Morgan Stanaheaded up efforts out of Silver Lyan inside the Riggs Hotel. She’s the general manager of the bar that’s been closed during the pandemic. While laid off, she’s focused her efforts on the Friends & Family Meal initiative she founded with Mike Alves. They buy produce from local farmers and distribute it to laid off hospitality professionals. “What we do is try to help the community and keep people fed and healthy,” Stana says. “This is a continuation of that.”

Her employer was game for using the hotel’s kitchen to stack sandwiches over the weekend. A few restaurants dropped off supplies or helped Stana set up her booth, including Mola, A Rake’s Progress, Emilie’s, and Maydan

“Feeding people is what I do and what I’ve always done,” Stana says. “My job is hospitality. Continuing that is unquestionable. Living in D.C. is so important. I fell in love with the city and moved here in large part because you can be political. I think politics belongs in bars. I think you need to talk about things.”

Both Maydan and Compass Rose, helmed by Executive Chef Marcelle Afram, opened as “safe zones” on Saturday. The move was inspired by the theater community’s Open Your Lobby initiative. They had hand sanitizer, water, phone chargers, and snacks at the ready. Ten people were allowed to enter at a time.

“We saw a need to empower the staff,” Afram says. “We got on a Zoom call with as many staff members as possible and let them have the platform. The staff was like, ‘Let’s make a bunch of sandwiches.’ Everybody kind of had the same idea.”

“Growing up in the D.C. area and being privy to so much demonstration, especially when I was younger, I don’t remember anything like that being available,” Afram says. “I think people appreciated it. It’s a simple gesture. You do what you can. There’s no other way.”

Beuchert’s Saloon Executive Chef Andrew Markert also felt compelled to open his doors. “In a tough time it was really nice and uplifting to have people come in and thank us and have friends stop by,” he says. “It brought a bit of normality to be able to talk to friends and people coming by about their experiences protesting.” 

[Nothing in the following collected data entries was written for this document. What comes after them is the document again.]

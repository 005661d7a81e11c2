//! Time-based debouncing for a single digital input.
//!
//! A raw sample that differs from the settled state starts a settle
//! window. The change is committed only if the raw value still differs
//! once the window has elapsed; returning to the settled value inside the
//! window cancels it.
//!
//! The caller samples at its own cadence (the main loop runs well above
//! 100 Hz), so a bounce shorter than one sampling interval can go unseen.

use embassy_time::{Duration, Instant};

/// Debounce state for one monitored input.
#[derive(Clone, Copy, Debug, PartialEq, Eq)]
#[cfg_attr(feature = "defmt", derive(defmt::Format))]
pub struct DebounceState {
    stable_state: bool,
    debouncing: bool,
    debounce_deadline: Instant,
}

impl DebounceState {
    /// Create a settled, released (`false`) input.
    pub const fn new() -> Self {
        Self {
            stable_state: false,
            debouncing: false,
            debounce_deadline: Instant::from_ticks(0),
        }
    }

    /// Settled value of the input.
    pub fn stable_state(&self) -> bool {
        self.stable_state
    }

    /// Whether a change is waiting out its settle window.
    pub fn is_debouncing(&self) -> bool {
        self.debouncing
    }

    /// Feed one raw sample taken at `now`.
    ///
    /// Returns `true` iff the settled state changed with this sample.
    pub fn sample(&mut self, raw: bool, now: Instant, settle_time: Duration) -> bool {
        if raw == self.stable_state {
            self.debouncing = false;
            return false;
        }

        if !self.debouncing {
            self.debouncing = true;
            self.debounce_deadline = now + settle_time;
            return false;
        }

        if now >= self.debounce_deadline {
            self.stable_state = raw;
            self.debouncing = false;
            return true;
        }

        false
    }
}

impl Default for DebounceState {
    fn default() -> Self {
        Self::new()
    }
}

On Saturday he set up his Capitol Hill restaurant with bottles of water, sandwiches, fruit, and candy that a regular customer dropped off. “We also had masks that I recently purchased for staff and little bottles of hand sanitizer,” he says. “We put a power strip on the bar for phone charging and had bathrooms available.” 

Beuchert’s Saloon has long been involved in supporting causes in the community. Back in 2016, for example, Markert led an effort to fundraise for organizations fighting gun violence. This past weekend was yet another reminder that the D.C. hospitality industry frequently answers the call whenever the city and its residents need help.